Extracted data entries:
^^^^
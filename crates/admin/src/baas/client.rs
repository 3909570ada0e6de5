//! HTTP client for the BaaS.
//!
//! Talks to the backend's auth, REST, RPC and storage endpoints:
//!
//! - Auth: `/auth/v1/token?grant_type=password`, `/auth/v1/user`, `/auth/v1/logout`
//! - Records: `/rest/v1/profiles`, `/rest/v1/news` (row-level policies apply)
//! - Privileged procedures: `/rest/v1/rpc/<name>`
//! - Objects: `/storage/v1/object/<bucket>/<key>`
//!
//! Every request carries the project's anon key in the `apikey` header. The
//! `Authorization` bearer is the caller's access token, or the anon key for
//! anonymous handles.

use std::sync::Arc;
use std::time::Duration;

use async_trait::async_trait;
use reqwest::header::{HeaderMap, HeaderValue};
use reqwest::{Method, RequestBuilder, StatusCode};
use secrecy::{ExposeSecret, SecretString};
use serde::de::DeserializeOwned;
use serde::{Deserialize, Serialize};
use serde_json::json;
use tracing::instrument;
use url::Url;
use uuid::Uuid;

use ilia_portal_core::{
    Email, Identity, IdentityId, NewsDraft, NewsId, NewsItem, PageRequest, Profile, Role,
};

use super::{
    AccessToken, BaasError, Backend, BackendConnector, ProfileUpdate, SignedIn, avatar_object_key,
};
use crate::config::BaasConfig;

/// Columns selected for profile rows.
const PROFILE_COLUMNS: &str = "id,displayName,role,created_at";

/// Request timeout for every backend call.
const REQUEST_TIMEOUT: Duration = Duration::from_secs(30);

/// Named procedures for privileged mutations and reads.
mod rpc {
    pub const PROFILES_PAGINATED: &str = "admin_get_profiles_paginated";
    pub const PROFILES_COUNT: &str = "admin_get_profiles_count";
    pub const UPDATE_ROLE: &str = "admin_update_role";
    pub const CREATE_NEWS: &str = "admin_create_news";
    pub const UPDATE_NEWS: &str = "admin_update_news";
}

/// Connector for the HTTP backend.
///
/// Cheap to clone; session handles created by [`BackendConnector::session`]
/// share the underlying connection pool.
#[derive(Clone)]
pub struct BaasClient {
    inner: Arc<BaasClientInner>,
}

struct BaasClientInner {
    http: reqwest::Client,
    /// Project URL, always ending in `/`.
    base_url: Url,
    anon_key: SecretString,
    avatar_bucket: String,
}

/// Auth service user object.
#[derive(Debug, Deserialize)]
struct UserResponse {
    id: Uuid,
    email: Option<String>,
}

impl UserResponse {
    fn into_identity(self) -> Result<Identity, BaasError> {
        let email = self
            .email
            .as_deref()
            .ok_or_else(|| BaasError::Parse("auth user has no email".to_string()))
            .and_then(|raw| {
                Email::parse(raw).map_err(|e| BaasError::Parse(format!("invalid email: {e}")))
            })?;

        Ok(Identity {
            id: IdentityId::new(self.id),
            email,
        })
    }
}
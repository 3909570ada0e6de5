//! Email address type.

use core::fmt;

use serde::{Deserialize, Serialize};

/// Errors that can occur when parsing an [`Email`].
#[derive(thiserror::Error, Debug, Clone, PartialEq, Eq)]
pub enum EmailError {
    /// The input is empty after trimming.
    #[error("email cannot be empty")]
    Empty,
    /// The input is too long.
    #[error("email must be at most {max} characters")]
    TooLong {
        /// Maximum allowed length.
        max: usize,
    },
    /// The input is not `local@domain` shaped.
    #[error("email must look like name@domain")]
    Malformed,
}

/// An email address as reported by the backend's auth service or typed into
/// the login form.
///
/// Parsing trims surrounding whitespace and checks the `local@domain` shape.
/// Delivery is the auth service's concern, so no deeper validation happens.
///
/// ## Examples
///
/// ```
/// use ilia_portal_core::Email;
///
/// assert_eq!(Email::parse("  user@example.com ").unwrap().as_str(), "user@example.com");
/// assert!(Email::parse("").is_err());
/// assert!(Email::parse("no-at-symbol").is_err());
/// assert!(Email::parse("two@@example.com").is_err());
/// ```
#[derive(Debug, Clone, Serialize, Deserialize, PartialEq, Eq, Hash)]
#[serde(try_from = "String", into = "String")]
pub struct Email(String);

impl Email {
    /// Maximum length of an email address (RFC 5321).
    pub const MAX_LENGTH: usize = 254;

    /// Parse an `Email` from user or backend input.
    ///
    /// # Errors
    ///
    /// Returns an error if the trimmed input is empty, longer than 254
    /// characters, contains whitespace, or does not have exactly one `@`
    /// with text on both sides.
    pub fn parse(s: &str) -> Result<Self, EmailError> {
        let trimmed = s.trim();
        if trimmed.is_empty() {
            return Err(EmailError::Empty);
        }
        if trimmed.len() > Self::MAX_LENGTH {
            return Err(EmailError::TooLong {
                max: Self::MAX_LENGTH,
            });
        }
        if trimmed.chars().any(char::is_whitespace) {
            return Err(EmailError::Malformed);
        }

        match trimmed.split_once('@') {
            Some((local, domain))
                if !local.is_empty() && !domain.is_empty() && !domain.contains('@') =>
            {
                Ok(Self(trimmed.to_owned()))
            }
            _ => Err(EmailError::Malformed),
        }
    }

    /// Returns the email address as a string slice.
    #[must_use]
    pub fn as_str(&self) -> &str {
        &self.0
    }

    /// Returns the part before the `@`.
    #[must_use]
    pub fn local_part(&self) -> &str {
        self.0.split_once('@').map_or("", |(local, _)| local)
    }
}

impl fmt::Display for Email {
    fn fmt(&self, f: &mut fmt::Formatter<'_>) -> fmt::Result {
        f.write_str(&self.0)
    }
}

impl std::str::FromStr for Email {
    type Err = EmailError;

    fn from_str(s: &str) -> Result<Self, Self::Err> {
        Self::parse(s)
    }
}

impl TryFrom<String> for Email {
    type Error = EmailError;

    fn try_from(value: String) -> Result<Self, Self::Error> {
        Self::parse(&value)
    }
}

impl From<Email> for String {
    fn from(email: Email) -> Self {
        email.0
    }
}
^^^^
Once the line with "impl std::str::FromStr for" is located in the data above, repeat it and every later line through the end, exactly.

impl std::str::FromStr for Email {
    type Err = EmailError;

    fn from_str(s: &str) -> Result<Self, Self::Err> {
        Self::parse(s)
    }
}

impl TryFrom<String> for Email {
    type Error = EmailError;

    fn try_from(value: String) -> Result<Self, Self::Error> {
        Self::parse(&value)
    }
}

impl From<Email> for String {
    fn from(email: Email) -> Self {
        email.0
    }
}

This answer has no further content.